About this exercise:
Reading through the lines below, count those that include the string "Some"; the answer is that number and nothing else.

----- Source material -----

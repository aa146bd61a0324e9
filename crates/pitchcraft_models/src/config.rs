//! Provider configuration.
//!
//! Sources, later overriding earlier:
//! - Bundled defaults (include_str! from pitchcraft.toml)
//! - `~/.config/pitchcraft/pitchcraft.toml`
//! - `./pitchcraft.toml`
//! - `PITCHCRAFT_*` environment variables

use config::{Config, Environment, File, FileFormat};
use pitchcraft_error::{ConfigError, PitchcraftError, PitchcraftResult};
use pitchcraft_interface::PollPolicy;
use serde::{Deserialize, Serialize};
use std::path::{Path, PathBuf};
use std::time::Duration;
use tracing::{debug, instrument};

const DEFAULT_CONFIG: &str = include_str!("../pitchcraft.toml");

/// Environment variables consulted for the API key, in order.
pub const API_KEY_VARS: [&str; 2] = ["GEMINI_API_KEY", "API_KEY"];

/// Gemini provider settings.
///
/// # Example
///
/// ```no_run
/// use pitchcraft_models::ProviderConfig;
///
/// # fn main() -> Result<(), Box<dyn std::error::Error>> {
/// let config = ProviderConfig::load()?;
/// println!("Narratives come from {}", config.text_model);
/// # Ok(())
/// # }
/// ```
#[derive(Debug, Clone, PartialEq, Eq, Serialize, Deserialize)]
pub struct ProviderConfig {
    /// REST root, e.g. `https://generativelanguage.googleapis.com/v1beta`
    pub base_url: String,
    /// Model for narratives and social posts
    pub text_model: String,
    /// Model for the collage
    pub image_model: String,
    /// Model for the video
    pub video_model: String,
    /// Seconds between video operation status queries
    pub poll_interval_secs: u64,
    /// Give up polling after this many seconds; unbounded when absent
    #[serde(default, skip_serializing_if = "Option::is_none")]
    pub max_poll_wait_secs: Option<u64>,
    /// Requested video resolution
    pub video_resolution: String,
    /// Requested video aspect ratio
    pub video_aspect_ratio: String,
    /// Directory for downloaded videos; in-memory when absent
    #[serde(default, skip_serializing_if = "Option::is_none")]
    pub media_dir: Option<PathBuf>,
}

impl Default for ProviderConfig {
    fn default() -> Self {
        Self {
            base_url: "https://generativelanguage.googleapis.com/v1beta".to_string(),
            text_model: "gemini-2.5-pro".to_string(),
            image_model: "gemini-2.5-flash-image".to_string(),
            video_model: "veo-3.1-fast-generate-preview".to_string(),
            poll_interval_secs: 10,
            max_poll_wait_secs: None,
            video_resolution: "720p".to_string(),
            video_aspect_ratio: "16:9".to_string(),
            media_dir: None,
        }
    }
}

impl ProviderConfig {
    /// Load configuration from every source.
    ///
    /// Missing user files are skipped.
    ///
    /// # Errors
    ///
    /// Returns a configuration error if a source cannot be parsed.
    #[instrument]
    pub fn load() -> PitchcraftResult<Self> {
        debug!("Loading configuration with precedence: env > current dir > home dir > bundled defaults");

        let mut builder =
            Config::builder().add_source(File::from_str(DEFAULT_CONFIG, FileFormat::Toml));

        if let Some(home) = dirs::home_dir() {
            let home_config = home.join(".config/pitchcraft/pitchcraft.toml");
            builder = builder.add_source(File::from(home_config).required(false));
        }

        builder = builder
            .add_source(File::with_name("pitchcraft").required(false))
            .add_source(Environment::with_prefix("PITCHCRAFT").try_parsing(true));

        Self::finish(builder, "pitchcraft.toml or PITCHCRAFT_* environment")
    }

    /// Load bundled defaults overridden by one specific file.
    ///
    /// # Errors
    ///
    /// Returns a configuration error if the file is missing or malformed.
    #[instrument(skip(path), fields(path = %path.as_ref().display()))]
    pub fn from_file(path: impl AsRef<Path>) -> PitchcraftResult<Self> {
        debug!("Loading configuration from file");

        let builder = Config::builder()
            .add_source(File::from_str(DEFAULT_CONFIG, FileFormat::Toml))
            .add_source(File::from(path.as_ref()));

        Self::finish(builder, &path.as_ref().display().to_string())
    }

    /// Build, deserialize, and validate; `origin` labels any error.
    fn finish(
        builder: config::ConfigBuilder<config::builder::DefaultState>,
        origin: &str,
    ) -> PitchcraftResult<Self> {
        let config: Self = builder
            .build()
            .map_err(|e| {
                PitchcraftError::from(
                    ConfigError::new(format!("Failed to build configuration: {}", e))
                        .with_origin(origin),
                )
            })?
            .try_deserialize()
            .map_err(|e| {
                PitchcraftError::from(
                    ConfigError::new(format!("Failed to parse configuration: {}", e))
                        .with_origin(origin),
                )
            })?;
        config.validate()?;
        Ok(config)
    }

    fn validate(&self) -> Result<(), ConfigError> {
        if self.poll_interval_secs == 0 {
            return Err(ConfigError::new("must be at least 1 second").with_origin("poll_interval_secs"));
        }
        Ok(())
    }

    /// Poll policy built from the interval and optional deadline.
    pub fn poll_policy(&self) -> PollPolicy {
        let policy = PollPolicy::new(Duration::from_secs(self.poll_interval_secs));
        match self.max_poll_wait_secs {
            Some(secs) => policy.with_max_wait(Duration::from_secs(secs)),
            None => policy,
        }
    }
}

/// Read the API key from `GEMINI_API_KEY`, falling back to `API_KEY`.
///
/// # Errors
///
/// Returns a configuration error if neither variable holds a non-empty value.
pub fn api_key_from_env() -> PitchcraftResult<String> {
    API_KEY_VARS
        .iter()
        .filter_map(|var| std::env::var(var).ok())
        .map(|key| key.trim().to_string())
        .find(|key| !key.is_empty())
        .ok_or_else(|| {
            ConfigError::new("No API key set")
                .with_origin(API_KEY_VARS.join(" or "))
                .into()
        })
}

-----

Exercise solution:
2